Immunologic dysregulation is a major factor in the pathogenesis of AD. TSLP can initiate cutaneous allergic responses during AD [19]. TSLP overexpression in the skin of transgenic mice results in AD-like manifestations, with dermal inflammatory cell infiltration and elevated serum IgE levels [19]. TSLP is highly expressed in the keratinocytes of patients with AD; it activates dendritic cells and induces Th2 responses [19,20]. Therefore, the suppression of TSLP may represent a novel therapeutic approach for AD. We found that CF treatment reduced TSLP levels. The effect of CF on TSLP levels supports the hypothesis that this natural extract has immunoregulatory properties. To further elucidate the mechanism underlying the anti-AD effects of CF, we investigated its effect on TLR2 and related proteins. Impaired TLR2 function is associated with the pathogenesis of AD [4,21]. Polymorphisms in TLR2 are associated with AD, and TLR2 was also found to be downregulated. In normal keratinocytes, TLR2 activation rapidly increases the expression of tight junction proteins in differentiated epidermal layers [21]. However, in AD, the expression of tight junction proteins is significantly reduced, indicating that TLR2 signaling is impaired in the suprabasal layers of the epidermis, where these genes are expressed [22]. These receptors are involved in ERK activation and mediate multiple keratinocyte responses [22,23]. We observed lower levels of TLR2, MyD88, TRAF6, and phosphorylated ERK in the HDM group than in the NC group. However, CF treatment increased the protein expression levels of TLR2, MyD88, TRAF6, and phosphorylated ERK compared with levels in the HDM group. Impaired TLR2 function promotes the loss of barrier integrity and immune system imbalance during the acute phase of AD. However, the aberrant activation of TLR2 may lead to T helper cell-related immune responses during the chronic phase of AD and the production of keratinocyte-specific cytokine TSLP, which drives allergic immune responses. Therefore, strategies that finely modulate TLR2 expression or function hold promise for the restoration of barrier function and the immune balance in AD.

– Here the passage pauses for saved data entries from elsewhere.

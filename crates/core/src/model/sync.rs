use chrono::{DateTime, Utc};
use serde::{Deserialize, Serialize};
use std::fmt;
use std::str::FromStr;
use thiserror::Error;

use super::day_progress::DayProgress;
use super::ids::{ClientId, DayId};

/// How to reconcile a local and a remote copy of the same day.
#[derive(Debug, Clone, Copy, PartialEq, Eq, Default, Serialize, Deserialize)]
#[serde(rename_all = "snake_case")]
pub enum ConflictStrategy {
    LocalWins,
    RemoteWins,
    #[default]
    Merge,
}

#[derive(Debug, Error, Clone, PartialEq, Eq)]
#[error("unknown conflict strategy: {0}")]
pub struct StrategyParseError(String);

impl ConflictStrategy {
    #[must_use]
    pub fn as_str(&self) -> &'static str {
        match self {
            ConflictStrategy::LocalWins => "local_wins",
            ConflictStrategy::RemoteWins => "remote_wins",
            ConflictStrategy::Merge => "merge",
        }
    }
}

impl fmt::Display for ConflictStrategy {
    fn fmt(&self, f: &mut fmt::Formatter<'_>) -> fmt::Result {
        f.write_str(self.as_str())
    }
}

impl FromStr for ConflictStrategy {
    type Err = StrategyParseError;

    fn from_str(s: &str) -> Result<Self, Self::Err> {
        match s {
            "local_wins" => Ok(ConflictStrategy::LocalWins),
            "remote_wins" => Ok(ConflictStrategy::RemoteWins),
            "merge" => Ok(ConflictStrategy::Merge),
            other => Err(StrategyParseError(other.to_owned())),
        }
    }
}

/// Storage envelope around a `DayProgress`.
///
/// `dirty` is true iff a local mutation has not yet been acknowledged by the
/// remote. `sync_version` increases monotonically on each successful remote
/// write and arbitrates cross-device ordering instead of wall-clock time.
#[derive(Debug, Clone, PartialEq, Eq)]
pub struct SyncableRecord {
    pub progress: DayProgress,
    pub dirty: bool,
    pub sync_version: i64,
    pub client_id: ClientId,
}

impl SyncableRecord {
    /// Wraps a freshly mutated record, pending push to the remote.
    #[must_use]
    pub fn new_dirty(progress: DayProgress, client_id: ClientId) -> Self {
        Self {
            progress,
            dirty: true,
            sync_version: 0,
            client_id,
        }
    }

    /// Wraps a record already acknowledged by the remote.
    #[must_use]
    pub fn clean(progress: DayProgress, sync_version: i64, client_id: ClientId) -> Self {
        Self {
            progress,
            dirty: false,
            sync_version,
            client_id,
        }
    }
}

/// Kinds of mutation that can wait in the sync queue.
#[derive(Debug, Clone, Copy, PartialEq, Eq)]
pub enum SyncAction {
    SectionUpdate,
    QuizUpdate,
    SlideUpdate,
}

impl SyncAction {
    #[must_use]
    pub fn as_str(&self) -> &'static str {
        match self {
            SyncAction::SectionUpdate => "section_update",
            SyncAction::QuizUpdate => "quiz_update",
            SyncAction::SlideUpdate => "slide_update",
        }
    }
}

impl FromStr for SyncAction {
    type Err = StrategyParseError;

    fn from_str(s: &str) -> Result<Self, Self::Err> {
        match s {
            "section_update" => Ok(SyncAction::SectionUpdate),
            "quiz_update" => Ok(SyncAction::QuizUpdate),
            "slide_update" => Ok(SyncAction::SlideUpdate),
            other => Err(StrategyParseError(other.to_owned())),
        }
    }
}

/// One pending mutation awaiting a successful sync pass.
///
/// Entries are consumed by a successful pass, retried otherwise, and reaped
/// after the retention window regardless of outcome.
#[derive(Debug, Clone, PartialEq, Eq)]
pub struct SyncQueueEntry {
    pub id: Option<i64>,
    pub action: SyncAction,
    pub day: DayId,
    pub enqueued_at: DateTime<Utc>,
    pub retries: u32,
}

impl SyncQueueEntry {
    #[must_use]
    pub fn new(action: SyncAction, day: DayId, now: DateTime<Utc>) -> Self {
        Self {
            id: None,
            action,
            day,
            enqueued_at: now,
            retries: 0,
        }
    }
}

#[cfg(test)]
mod tests {
    use super::*;

    #[test]
    fn strategy_round_trips_through_str() {
        for strategy in [
            ConflictStrategy::LocalWins,
            ConflictStrategy::RemoteWins,
            ConflictStrategy::Merge,
        ] {
            assert_eq!(strategy.as_str().parse::<ConflictStrategy>().unwrap(), strategy);
        }
        assert!("newest_wins".parse::<ConflictStrategy>().is_err());
    }

    #[test]
    fn default_strategy_is_merge() {
        assert_eq!(ConflictStrategy::default(), ConflictStrategy::Merge);
    }

    #[test]
    fn action_round_trips_through_str() {
        for action in [
            SyncAction::SectionUpdate,
            SyncAction::QuizUpdate,
            SyncAction::SlideUpdate,
        ] {
            assert_eq!(action.as_str().parse::<SyncAction>().unwrap(), action);
        }
    }
}
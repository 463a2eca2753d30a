mod engine;
mod events;

pub use engine::{SyncConfig, SyncEngine, SyncOptions, SyncReport};
pub use events::SyncObserver;

use std::sync::Arc;
use std::time::Duration;

/// Runs background syncs on a fixed cadence until the task is dropped.
///
/// Guard outcomes (offline, signed out, a pass already running) are normal
/// in the background and logged at debug; real failures are logged at warn
/// and the loop keeps going.
pub async fn periodic_sync(engine: Arc<SyncEngine>, interval: Duration) {
    let mut ticker = tokio::time::interval(interval);
    ticker.set_missed_tick_behavior(tokio::time::MissedTickBehavior::Skip);
    loop {
        ticker.tick().await;
        match engine.sync(SyncOptions::default()).await {
            Ok(report) => {
                tracing::debug!(pushed = report.pushed, pulled = report.pulled, "periodic sync");
            }
            Err(err) if err.is_guard() => {
                tracing::debug!(error = %err, "periodic sync skipped");
            }
            Err(err) => {
                tracing::warn!(error = %err, "periodic sync failed");
            }
        }
    }
}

Cytokines produced by Th2 lymphocytes, including IL-4 and IL-13, are central to the pathogenesis of AD [11]. TSLP is a highly expressed cytokine in epidermal keratinocytes in AD and has been recognized as the master regulator linking the innate response at the barrier surface to the Th2-skewed adaptive immune response in AD [19]. Other chemokine variants have also been identified in AD, including IL-8, TARC, and MDC. RANTES polymorphisms are associated with allergen sensitization [24,25]. In this study, CF treatment normalized the Th2-mediated immunologic dysregulation in HDM-induced AD-like phenotypes in NC/Nga mice. CF ameliorated the effect of HDM by significantly reducing the mRNA levels of IL-1β, IL-4, IL-13, IL-8, TARC, MDC, and RANTES in the mouse dorsal skin.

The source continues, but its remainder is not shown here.